DATA FOR ANALYSIS: Begin

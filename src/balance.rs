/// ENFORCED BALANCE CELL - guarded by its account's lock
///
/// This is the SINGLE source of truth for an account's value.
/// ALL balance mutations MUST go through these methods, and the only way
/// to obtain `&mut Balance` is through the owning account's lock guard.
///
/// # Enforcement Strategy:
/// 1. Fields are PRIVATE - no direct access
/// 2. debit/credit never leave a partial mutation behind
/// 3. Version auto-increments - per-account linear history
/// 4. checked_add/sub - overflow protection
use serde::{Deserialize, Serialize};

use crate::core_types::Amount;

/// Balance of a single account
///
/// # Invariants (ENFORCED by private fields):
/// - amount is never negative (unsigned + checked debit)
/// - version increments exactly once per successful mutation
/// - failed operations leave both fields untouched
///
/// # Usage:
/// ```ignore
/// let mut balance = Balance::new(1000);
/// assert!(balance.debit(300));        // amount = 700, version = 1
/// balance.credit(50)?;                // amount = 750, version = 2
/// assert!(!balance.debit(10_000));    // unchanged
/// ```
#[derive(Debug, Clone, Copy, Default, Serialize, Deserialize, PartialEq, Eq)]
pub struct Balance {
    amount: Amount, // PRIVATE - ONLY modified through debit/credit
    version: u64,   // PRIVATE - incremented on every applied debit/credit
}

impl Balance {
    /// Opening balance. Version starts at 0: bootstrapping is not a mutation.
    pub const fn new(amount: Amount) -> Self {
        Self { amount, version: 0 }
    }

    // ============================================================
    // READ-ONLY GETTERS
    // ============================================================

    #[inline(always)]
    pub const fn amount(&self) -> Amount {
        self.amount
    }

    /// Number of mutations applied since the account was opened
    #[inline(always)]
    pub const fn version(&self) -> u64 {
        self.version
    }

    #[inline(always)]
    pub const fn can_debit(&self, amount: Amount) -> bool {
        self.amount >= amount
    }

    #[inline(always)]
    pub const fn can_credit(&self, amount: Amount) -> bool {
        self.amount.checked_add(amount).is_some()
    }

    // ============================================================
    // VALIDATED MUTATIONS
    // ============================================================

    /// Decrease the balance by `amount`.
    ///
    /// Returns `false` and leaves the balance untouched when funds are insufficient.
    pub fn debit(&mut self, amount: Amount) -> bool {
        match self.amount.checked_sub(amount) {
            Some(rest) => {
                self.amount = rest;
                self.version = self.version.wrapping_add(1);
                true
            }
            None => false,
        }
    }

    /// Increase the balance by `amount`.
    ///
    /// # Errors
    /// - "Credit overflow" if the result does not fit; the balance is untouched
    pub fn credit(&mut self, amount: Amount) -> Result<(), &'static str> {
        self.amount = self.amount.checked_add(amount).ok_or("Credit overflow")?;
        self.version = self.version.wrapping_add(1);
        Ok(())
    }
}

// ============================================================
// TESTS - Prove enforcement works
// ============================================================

DATA FOR ANALYSIS: End
DATA FOR ANALYSIS: Begin

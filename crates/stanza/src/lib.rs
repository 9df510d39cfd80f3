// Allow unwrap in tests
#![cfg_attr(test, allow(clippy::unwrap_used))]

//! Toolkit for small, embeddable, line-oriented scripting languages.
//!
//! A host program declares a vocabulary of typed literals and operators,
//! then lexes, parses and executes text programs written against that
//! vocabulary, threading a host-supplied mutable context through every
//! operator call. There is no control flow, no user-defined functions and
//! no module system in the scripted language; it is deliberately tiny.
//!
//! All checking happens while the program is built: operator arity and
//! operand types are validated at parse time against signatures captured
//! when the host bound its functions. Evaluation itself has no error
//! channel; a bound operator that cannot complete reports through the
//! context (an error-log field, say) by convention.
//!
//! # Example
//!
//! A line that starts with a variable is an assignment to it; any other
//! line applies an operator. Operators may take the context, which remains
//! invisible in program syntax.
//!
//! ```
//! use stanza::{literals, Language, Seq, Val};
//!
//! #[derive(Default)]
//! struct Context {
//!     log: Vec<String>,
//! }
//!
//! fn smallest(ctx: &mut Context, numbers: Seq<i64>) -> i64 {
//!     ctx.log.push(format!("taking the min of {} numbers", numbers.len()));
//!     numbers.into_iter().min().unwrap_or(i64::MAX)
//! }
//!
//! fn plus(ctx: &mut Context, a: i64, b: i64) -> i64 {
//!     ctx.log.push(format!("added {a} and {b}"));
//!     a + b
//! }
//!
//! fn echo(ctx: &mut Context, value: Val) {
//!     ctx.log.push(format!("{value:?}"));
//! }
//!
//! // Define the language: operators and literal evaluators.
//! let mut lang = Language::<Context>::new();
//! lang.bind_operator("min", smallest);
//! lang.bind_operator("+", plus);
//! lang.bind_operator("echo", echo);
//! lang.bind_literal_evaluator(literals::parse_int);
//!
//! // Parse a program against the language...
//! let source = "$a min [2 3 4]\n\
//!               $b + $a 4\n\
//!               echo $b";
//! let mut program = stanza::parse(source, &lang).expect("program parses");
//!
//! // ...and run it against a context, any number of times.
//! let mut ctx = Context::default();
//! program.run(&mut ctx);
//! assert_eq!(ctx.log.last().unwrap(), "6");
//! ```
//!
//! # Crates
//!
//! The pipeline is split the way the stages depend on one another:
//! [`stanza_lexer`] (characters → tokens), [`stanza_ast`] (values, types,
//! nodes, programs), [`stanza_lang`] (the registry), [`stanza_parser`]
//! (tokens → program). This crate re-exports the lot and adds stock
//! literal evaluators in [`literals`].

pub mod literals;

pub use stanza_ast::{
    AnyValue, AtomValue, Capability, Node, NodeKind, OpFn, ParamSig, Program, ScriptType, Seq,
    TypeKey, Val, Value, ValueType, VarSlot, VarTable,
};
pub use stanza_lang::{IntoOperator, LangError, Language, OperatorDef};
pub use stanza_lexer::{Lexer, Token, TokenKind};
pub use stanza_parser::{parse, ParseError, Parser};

DATA FOR ANALYSIS: End
DATA FOR ANALYSIS: Begin

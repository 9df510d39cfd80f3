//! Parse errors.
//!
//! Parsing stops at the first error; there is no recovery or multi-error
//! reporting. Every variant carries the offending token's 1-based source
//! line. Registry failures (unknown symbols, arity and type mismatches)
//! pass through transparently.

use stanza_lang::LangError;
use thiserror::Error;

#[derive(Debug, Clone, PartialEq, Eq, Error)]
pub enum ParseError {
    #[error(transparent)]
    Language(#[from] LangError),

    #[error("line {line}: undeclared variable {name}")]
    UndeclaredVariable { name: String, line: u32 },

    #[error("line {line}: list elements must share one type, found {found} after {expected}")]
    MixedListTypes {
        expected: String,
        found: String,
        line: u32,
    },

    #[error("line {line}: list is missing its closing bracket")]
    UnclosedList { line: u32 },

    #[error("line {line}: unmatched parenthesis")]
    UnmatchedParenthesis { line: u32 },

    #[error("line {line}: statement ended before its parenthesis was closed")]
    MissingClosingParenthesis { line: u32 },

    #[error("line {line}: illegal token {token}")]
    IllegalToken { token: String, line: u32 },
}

DATA FOR ANALYSIS: End

WHAT TO PRODUCE: Whenever a line of the records above contains the word "starts", it counts toward the total; give that total alone.

TASK RESULT: 2